? CONCLUSION
Cette étude s'est attachée à faire un
état des lieux de la production picturale dédiée à
l'Assomption, sur un territoire défini, la Provence du XVIIème
siècle. Nous avons cependant choisi de sortir de ce
périmètre géographique, pour inclure les oeuvres
présentes dans le Dauphiné, Avignon et le comté Venaissin.
Ce choix justifié par la proximité entre ces comtés,
permet de donner une vue d'ensemble de la production, afin de rendre compte,
dans un premier lieu qu'une école ou plutôt une manière
provençale est décelable dans ces Assomption et qu'elle ne se
limite certainement pas aux frontières du comté de Provence.
Cette région qui dès l'Antiquité vivait d'échanges,
conserve cette particularité au XVIIème, celle d'une terre de
passage, de brassage d'influences pour les artistes. Ils circulent dès
le XVème siècle des Pays-Bas et des provinces françaises,
vers l'Italie, et s'arrêtent en Provence, qui accueille ces vagues
presque ininterrompues de peintres importés durant plusieurs
siècles. Les leçons italiennes ramenées des voyages
successifs effectués par les artistes, ajoute une donnée au
paysage artistique de la région. Malgré cet aspect
hétéroclite de l'art en Provence, l'étude de la production
liée à l'Assomption à permis de démontrer
l'existence d'une peinture provençale. Elle a été
perpétuée par la population d'artistes locaux et implantés
en Provence, dont la production a longtemps été oubliée
dans l'ombre d'un art national, celui que l'on rencontre dans la capitale.
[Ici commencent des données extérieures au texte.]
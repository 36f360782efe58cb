use std::collections::{BTreeMap, HashSet};
use std::sync::Mutex;

use async_stream::stream;
use bytes::Bytes;

use super::{ContentStream, Enumerator, Fetcher, SourceError};

/// Map-backed source that serves content from memory.
///
/// Content is streamed in pieces of `piece_size` bytes to mimic network reads, and chosen
/// identifiers can be made to fail on fetch. Every fetch is recorded so callers can check how
/// many times each identifier was requested.
pub struct MemorySource {
    items: BTreeMap<String, Bytes>,
    piece_size: usize,
    failing: HashSet<String>,
    fetches: Mutex<Vec<String>>,
}

impl MemorySource {
    /// Build a source from `(identifier, content)` pairs.
    pub fn new<I, K, V>(items: I) -> Self
    where
        I: IntoIterator<Item = (K, V)>,
        K: Into<String>,
        V: Into<Bytes>,
    {
        Self {
            items: items
                .into_iter()
                .map(|(key, value)| (key.into(), value.into()))
                .collect(),
            piece_size: usize::MAX,
            failing: HashSet::new(),
            fetches: Mutex::new(Vec::new()),
        }
    }

    /// Stream content in pieces of at most `piece_size` bytes (minimum 1).
    pub fn with_piece_size(mut self, piece_size: usize) -> Self {
        self.piece_size = piece_size.max(1);
        self
    }

    /// Make every fetch of `item` fail.
    pub fn failing(mut self, item: impl Into<String>) -> Self {
        self.failing.insert(item.into());
        self
    }

    /// Identifiers requested so far, in fetch order.
    pub fn fetch_log(&self) -> Vec<String> {
        self.fetches
            .lock()
            .map(|log| log.clone())
            .unwrap_or_default()
    }
}

#[async_trait::async_trait]
impl Enumerator for MemorySource {
    async fn list(&self) -> Result<Vec<String>, SourceError> {
        Ok(self.items.keys().cloned().collect())
    }
}

#[async_trait::async_trait]
impl Fetcher for MemorySource {
    async fn fetch(&self, item: &str) -> Result<ContentStream, SourceError> {
        if let Ok(mut log) = self.fetches.lock() {
            log.push(item.to_string());
        }
        if self.failing.contains(item) {
            return Err(SourceError::Unavailable {
                item: item.to_string(),
                reason: "injected failure".to_string(),
            });
        }
        let content = self
            .items
            .get(item)
            .cloned()
            .ok_or_else(|| SourceError::NotFound(item.to_string()))?;
        let piece_size = self.piece_size;

        Ok(Box::pin(stream! {
            let mut offset = 0;
            while offset < content.len() {
                let end = content.len().min(offset.saturating_add(piece_size));
                yield Ok::<Bytes, SourceError>(content.slice(offset..end));
                offset = end;
                tokio::task::yield_now().await;
            }
        }))
    }
}

#[cfg(test)]
mod tests {
    use super::*;
    use futures_util::StreamExt;

    #[tokio::test]
    async fn serves_content_in_pieces() {
        let source = MemorySource::new([("a.txt", "abcdefg")]).with_piece_size(3);
        let pieces: Vec<Bytes> = source
            .fetch("a.txt")
            .await
            .expect("fetch")
            .map(|piece| piece.expect("piece"))
            .collect()
            .await;
        assert_eq!(pieces, vec!["abc", "def", "g"]);
        assert_eq!(source.fetch_log(), vec!["a.txt"]);
    }

    #[tokio::test]
    async fn injected_failure_and_missing_items_error() {
        let source = MemorySource::new([("a.txt", "x")]).failing("a.txt");
        assert!(matches!(
            source.fetch("a.txt").await,
            Err(SourceError::Unavailable { .. })
        ));
        assert!(matches!(
            source.fetch("b.txt").await,
            Err(SourceError::NotFound(_))
        ));
    }

    #[tokio::test]
    async fn lists_identifiers_sorted() {
        let source = MemorySource::new([("b", ""), ("a", "")]);
        assert_eq!(source.list().await.expect("list"), vec!["a", "b"]);
    }
}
Si
François Mimault, établi dans la région, ou Reynaud
Levieux qui en est originaire, sont de bons exemples d'une
réhabilitation tardive, un grand nombre de ces peintres qui ont
peuplé la vie artistique de la région demeure dans l'anonymat.
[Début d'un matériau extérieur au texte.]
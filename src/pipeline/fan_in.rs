//! Many-producer, single-consumer buffer with a completion tracker.
//!
//! Each worker owns one [`Producer`]; the pipeline's consumer owns the single [`FanIn`]. The
//! buffer sits on a tokio mpsc channel, so the end of the sequence is the channel closing once
//! every producer handle is gone. The runtime delivers every value sent before a sender is
//! dropped ahead of the close, which means `next()` can never report the end while units are
//! still buffered.
//!
//! The buffer is unbounded unless a capacity is supplied, in which case `push` suspends while
//! the buffer is full. The consumer never waits on worker completion while units are buffered,
//! so a full buffer cannot deadlock the pool.

use std::sync::Arc;
use std::sync::atomic::{AtomicBool, AtomicUsize, Ordering};

use thiserror::Error;
use tokio::sync::mpsc;

/// Returned by [`Producer::push`] when the consumer has gone away.
#[derive(Debug, Error, Clone, Copy, PartialEq, Eq)]
#[error("fan-in buffer closed: the consumer is gone")]
pub struct BufferClosed;

/// Records how many producers have finished and whether the consumer saw the end.
#[derive(Debug)]
pub struct CompletionTracker {
    pool_size: usize,
    finished: AtomicUsize,
    drained: AtomicBool,
}

impl CompletionTracker {
    fn new(pool_size: usize) -> Self {
        Self {
            pool_size,
            finished: AtomicUsize::new(0),
            drained: AtomicBool::new(false),
        }
    }

    /// Number of producers attached to the buffer.
    pub fn pool_size(&self) -> usize {
        self.pool_size
    }

    /// Producers that have marked themselves done so far.
    pub fn finished_workers(&self) -> usize {
        self.finished.load(Ordering::SeqCst)
    }

    /// True once every producer has marked itself done.
    pub fn all_workers_done(&self) -> bool {
        self.finished_workers() >= self.pool_size
    }

    /// True once every producer is done and the consumer has drained the buffer.
    ///
    /// Never reverts to `false`.
    pub fn is_complete(&self) -> bool {
        self.drained.load(Ordering::SeqCst)
    }

    fn mark_worker_done(&self) -> usize {
        self.finished.fetch_add(1, Ordering::SeqCst) + 1
    }

    fn mark_drained(&self) {
        self.drained.store(true, Ordering::SeqCst);
    }
}

enum Outlet<U> {
    Bounded(mpsc::Sender<U>),
    Unbounded(mpsc::UnboundedSender<U>),
}

impl<U> Clone for Outlet<U> {
    fn clone(&self) -> Self {
        match self {
            Self::Bounded(tx) => Self::Bounded(tx.clone()),
            Self::Unbounded(tx) => Self::Unbounded(tx.clone()),
        }
    }
}

enum Inlet<U> {
    Bounded(mpsc::Receiver<U>),
    Unbounded(mpsc::UnboundedReceiver<U>),
}

/// Write handle owned by exactly one worker.
///
/// Dropping the handle counts as marking the worker done, so a worker that unwinds still lets
/// the consumer reach the end of the sequence.
pub struct Producer<U> {
    id: usize,
    outlet: Option<Outlet<U>>,
    tracker: Arc<CompletionTracker>,
}

impl<U> Producer<U> {
    /// Index of this producer within the pool.
    pub fn id(&self) -> usize {
        self.id
    }

    /// Append `unit` to the tail of the buffer, waking the consumer.
    ///
    /// Suspends while a bounded buffer is full.
    pub async fn push(&self, unit: U) -> Result<(), BufferClosed> {
        match &self.outlet {
            Some(Outlet::Bounded(tx)) => tx.send(unit).await.map_err(|_| BufferClosed),
            Some(Outlet::Unbounded(tx)) => tx.send(unit).map_err(|_| BufferClosed),
            None => Err(BufferClosed),
        }
    }

    /// True when the consumer has dropped its end of the buffer.
    pub fn is_closed(&self) -> bool {
        match &self.outlet {
            Some(Outlet::Bounded(tx)) => tx.is_closed(),
            Some(Outlet::Unbounded(tx)) => tx.is_closed(),
            None => true,
        }
    }

    /// Signal that this worker will push nothing further.
    pub fn mark_worker_done(mut self) {
        self.finish();
    }

    fn finish(&mut self) {
        // Count first, then release the sender: the close the consumer observes must come
        // after the tracker update.
        if let Some(outlet) = self.outlet.take() {
            let finished = self.tracker.mark_worker_done();
            tracing::trace!(
                producer = self.id,
                finished,
                pool_size = self.tracker.pool_size(),
                "Producer finished"
            );
            drop(outlet);
        }
    }
}

impl<U> Drop for Producer<U> {
    fn drop(&mut self) {
        self.finish();
    }
}

/// Read handle for the single consumer of the buffer.
pub struct FanIn<U> {
    inlet: Inlet<U>,
    tracker: Arc<CompletionTracker>,
    exhausted: bool,
}

impl<U> FanIn<U> {
    /// Pop the next unit, suspending while the buffer is empty and producers remain.
    ///
    /// Returns `None` once every producer is done and the buffer is empty, and keeps returning
    /// `None` after that.
    pub async fn next(&mut self) -> Option<U> {
        if self.exhausted {
            return None;
        }
        let unit = match &mut self.inlet {
            Inlet::Bounded(rx) => rx.recv().await,
            Inlet::Unbounded(rx) => rx.recv().await,
        };
        if unit.is_none() {
            debug_assert!(self.tracker.all_workers_done());
            self.exhausted = true;
            self.tracker.mark_drained();
        }
        unit
    }

    /// Units currently buffered and not yet consumed.
    pub fn buffered(&self) -> usize {
        match &self.inlet {
            Inlet::Bounded(rx) => rx.len(),
            Inlet::Unbounded(rx) => rx.len(),
        }
    }

    /// Shared completion state of this buffer.
    pub fn tracker(&self) -> &CompletionTracker {
        &self.tracker
    }
}

/// Create a buffer fed by `producers` handles.
///
/// `capacity` bounds the number of buffered units (a zero bound is treated as one); `None`
/// leaves the buffer unbounded.
pub fn channel<U>(producers: usize, capacity: Option<usize>) -> (Vec<Producer<U>>, FanIn<U>) {
    let (outlet, inlet) = match capacity {
        Some(capacity) => {
            let (tx, rx) = mpsc::channel(capacity.max(1));
            (Outlet::Bounded(tx), Inlet::Bounded(rx))
        }
        None => {
            let (tx, rx) = mpsc::unbounded_channel();
            (Outlet::Unbounded(tx), Inlet::Unbounded(rx))
        }
    };
    let tracker = Arc::new(CompletionTracker::new(producers));
    let handles = (0..producers)
        .map(|id| Producer {
            id,
            outlet: Some(outlet.clone()),
            tracker: Arc::clone(&tracker),
        })
        .collect();
    drop(outlet);

    (
        handles,
        FanIn {
            inlet,
            tracker,
            exhausted: false,
        },
    )
}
Cette étude a voulu intégrer ces Assomption privées de
signatures, comme autant de témoignages, d'indices menant à
l'élaboration de ce que l'on pourrait appeler un mode de
représentation spécifique à la Provence. Mais surtout nous
nous sommes attachés à discerner l'apport de ces artistes locaux,
originaires ou non de la région dans ces toiles.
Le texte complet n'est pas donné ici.